— What the task asks —
Locate the lines of the listing below that hold "word", then copy each of them.

— Listed records —
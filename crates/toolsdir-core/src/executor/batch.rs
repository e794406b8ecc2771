use std::ffi::OsString;
use std::path::Path;

use toolsdir_shell::Dialect;

use super::ShellBackend;

/// cmd.exe: the script is `call`ed by a wrapper run with `cmd /d /c`.
#[derive(Debug, Default, Clone, Copy)]
pub struct BatchBackend;

impl ShellBackend for BatchBackend {
    fn dialect(&self) -> Dialect {
        Dialect::Batch
    }

    /// `/d` skips AutoRun commands from the registry.
    fn interpreter_args(&self, wrapper: &Path) -> Vec<OsString> {
        vec!["/d".into(), "/c".into(), wrapper.into()]
    }

    /// cmd has no escape for `"` inside a quoted word; such paths cannot occur
    /// on Windows.
    fn quote(&self, word: &str) -> String {
        format!("\"{word}\"")
    }
}

#[cfg(test)]
mod tests {
    use super::*;

    #[test]
    fn quote_and_args() {
        assert_eq!(BatchBackend.quote("C:\\a b\\x.cmd"), "\"C:\\a b\\x.cmd\"");
        assert_eq!(
            BatchBackend.interpreter_args(Path::new("w.cmd")),
            vec!["/d", "/c", "w.cmd"]
        );
    }
}
mod env;
mod types;


pub use types::*;

use std::path::{Path, PathBuf};

use crate::error::ConfigError;

/// Environment variable naming an explicit config file.
pub const CONFIG_PATH_ENV: &str = "TOOLSDIR_CONFIG";

impl Config {
    /// Load configuration from a TOML file with env var overrides.
    ///
    /// Falls back to defaults when the file does not exist.
    ///
    /// # Errors
    ///
    /// Returns an error if the file exists but cannot be read or parsed.
    pub fn load(path: &Path) -> Result<Self, ConfigError> {
        let mut config = if path.exists() {
            let content = std::fs::read_to_string(path).map_err(|source| ConfigError::Read {
                path: path.to_path_buf(),
                source,
            })?;
            toml::from_str::<Self>(&content).map_err(|source| ConfigError::Parse {
                path: path.to_path_buf(),
                source: Box::new(source),
            })?
        } else {
            tracing::debug!(path = %path.display(), "config file not found, using defaults");
            Self::default()
        };

        config.apply_env_overrides();
        Ok(config)
    }

    /// Reject settings the launcher cannot work with.
    ///
    /// # Errors
    ///
    /// Returns [`ConfigError::Invalid`] describing the first problem found.
    pub fn validate(&self) -> Result<(), ConfigError> {
        if self
            .generator
            .command
            .first()
            .is_none_or(|program| program.trim().is_empty())
        {
            return Err(ConfigError::Invalid(
                "generator.command must name a program".into(),
            ));
        }
        let prefix = &self.activation.temp_prefix;
        if prefix.is_empty() {
            return Err(ConfigError::Invalid(
                "activation.temp_prefix must not be empty".into(),
            ));
        }
        if prefix.contains(['/', '\\']) {
            return Err(ConfigError::Invalid(format!(
                "activation.temp_prefix must be a file name prefix, got '{prefix}'"
            )));
        }
        for (name, program) in [
            ("bash", &self.interpreters.bash),
            ("batch", &self.interpreters.batch),
            ("powershell", &self.interpreters.powershell),
        ] {
            if program.trim().is_empty() {
                return Err(ConfigError::Invalid(format!(
                    "interpreters.{name} must not be empty"
                )));
            }
        }
        Ok(())
    }
}

/// Pick the config file: explicit argument, then `TOOLSDIR_CONFIG`, then the
/// per-user config directory.
#[must_use]
pub fn resolve_config_path(cli_arg: Option<&Path>) -> PathBuf {
    if let Some(path) = cli_arg {
        return path.to_owned();
    }
    if let Ok(path) = std::env::var(CONFIG_PATH_ENV) {
        return PathBuf::from(path);
    }
    dirs::config_dir().map_or_else(
        || PathBuf::from("toolsdir.toml"),
        |dir| dir.join("toolsdir").join("config.toml"),
    )
}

— Response area —
    /// cmd has no escape for `"` inside a quoted word; such paths cannot occur
    fn quote(&self, word: &str) -> String {
        format!("\"{word}\"")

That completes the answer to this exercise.